* [DIRECTIONS FOR THIS TASK] Which lines of the records below contain the string "FirstNumberCommand"? Report each of them.

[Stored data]
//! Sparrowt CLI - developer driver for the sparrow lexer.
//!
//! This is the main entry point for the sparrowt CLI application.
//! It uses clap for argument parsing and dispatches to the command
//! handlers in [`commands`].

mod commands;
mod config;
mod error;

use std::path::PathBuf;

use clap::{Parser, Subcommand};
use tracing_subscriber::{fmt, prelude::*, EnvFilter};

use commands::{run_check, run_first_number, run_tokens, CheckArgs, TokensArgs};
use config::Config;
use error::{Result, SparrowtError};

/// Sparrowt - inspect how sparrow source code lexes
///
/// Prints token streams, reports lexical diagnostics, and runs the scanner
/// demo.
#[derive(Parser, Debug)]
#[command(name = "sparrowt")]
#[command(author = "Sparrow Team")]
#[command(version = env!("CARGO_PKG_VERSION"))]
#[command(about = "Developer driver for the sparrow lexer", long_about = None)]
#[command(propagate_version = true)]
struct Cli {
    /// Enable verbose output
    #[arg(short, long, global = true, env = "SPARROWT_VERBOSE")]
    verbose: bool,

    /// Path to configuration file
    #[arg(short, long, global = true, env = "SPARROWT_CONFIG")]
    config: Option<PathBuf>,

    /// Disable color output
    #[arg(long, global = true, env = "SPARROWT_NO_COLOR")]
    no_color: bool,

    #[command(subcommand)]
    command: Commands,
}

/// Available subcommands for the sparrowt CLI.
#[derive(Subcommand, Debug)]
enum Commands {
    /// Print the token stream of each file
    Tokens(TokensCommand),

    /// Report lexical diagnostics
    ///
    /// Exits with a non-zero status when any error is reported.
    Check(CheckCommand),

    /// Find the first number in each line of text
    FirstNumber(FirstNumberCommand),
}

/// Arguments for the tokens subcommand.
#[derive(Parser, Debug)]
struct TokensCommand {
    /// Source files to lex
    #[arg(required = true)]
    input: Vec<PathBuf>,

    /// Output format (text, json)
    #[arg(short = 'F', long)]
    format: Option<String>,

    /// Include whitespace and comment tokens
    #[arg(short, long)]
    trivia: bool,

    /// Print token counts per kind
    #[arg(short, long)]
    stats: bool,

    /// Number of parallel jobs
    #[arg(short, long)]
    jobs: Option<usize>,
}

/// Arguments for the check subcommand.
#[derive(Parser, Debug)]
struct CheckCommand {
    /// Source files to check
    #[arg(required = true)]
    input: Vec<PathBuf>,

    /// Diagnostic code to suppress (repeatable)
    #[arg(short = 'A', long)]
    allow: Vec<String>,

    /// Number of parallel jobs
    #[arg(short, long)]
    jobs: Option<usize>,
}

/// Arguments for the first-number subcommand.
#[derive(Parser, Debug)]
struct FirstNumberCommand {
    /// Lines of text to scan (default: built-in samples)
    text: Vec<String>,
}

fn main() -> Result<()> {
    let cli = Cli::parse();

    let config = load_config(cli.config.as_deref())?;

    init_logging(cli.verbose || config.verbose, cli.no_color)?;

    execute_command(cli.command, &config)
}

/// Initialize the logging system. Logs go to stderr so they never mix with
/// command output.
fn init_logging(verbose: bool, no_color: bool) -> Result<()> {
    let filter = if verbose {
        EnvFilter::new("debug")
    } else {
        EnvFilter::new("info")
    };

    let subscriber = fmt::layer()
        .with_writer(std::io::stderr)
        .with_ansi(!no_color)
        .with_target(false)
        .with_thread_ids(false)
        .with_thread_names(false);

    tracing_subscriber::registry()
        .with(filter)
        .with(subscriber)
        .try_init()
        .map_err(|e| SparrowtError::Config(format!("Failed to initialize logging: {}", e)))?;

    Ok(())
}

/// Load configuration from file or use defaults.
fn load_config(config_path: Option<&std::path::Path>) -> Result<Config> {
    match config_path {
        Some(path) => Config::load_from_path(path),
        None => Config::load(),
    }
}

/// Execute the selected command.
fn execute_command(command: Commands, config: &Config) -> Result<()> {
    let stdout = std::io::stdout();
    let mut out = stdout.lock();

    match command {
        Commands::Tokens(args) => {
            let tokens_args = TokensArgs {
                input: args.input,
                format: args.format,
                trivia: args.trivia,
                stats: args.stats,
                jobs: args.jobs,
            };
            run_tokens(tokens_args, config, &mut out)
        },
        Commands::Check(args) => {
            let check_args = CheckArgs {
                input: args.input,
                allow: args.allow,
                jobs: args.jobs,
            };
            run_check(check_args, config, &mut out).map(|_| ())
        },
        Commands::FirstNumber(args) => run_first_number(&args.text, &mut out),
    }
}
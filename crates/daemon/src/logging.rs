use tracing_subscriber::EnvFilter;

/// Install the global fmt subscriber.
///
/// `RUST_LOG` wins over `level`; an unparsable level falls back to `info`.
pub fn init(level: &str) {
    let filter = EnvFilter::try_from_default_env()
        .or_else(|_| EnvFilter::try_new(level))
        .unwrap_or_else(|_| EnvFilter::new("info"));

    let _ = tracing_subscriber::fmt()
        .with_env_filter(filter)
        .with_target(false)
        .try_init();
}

* [ANSWER BOX]
    FirstNumber(FirstNumberCommand),
struct FirstNumberCommand {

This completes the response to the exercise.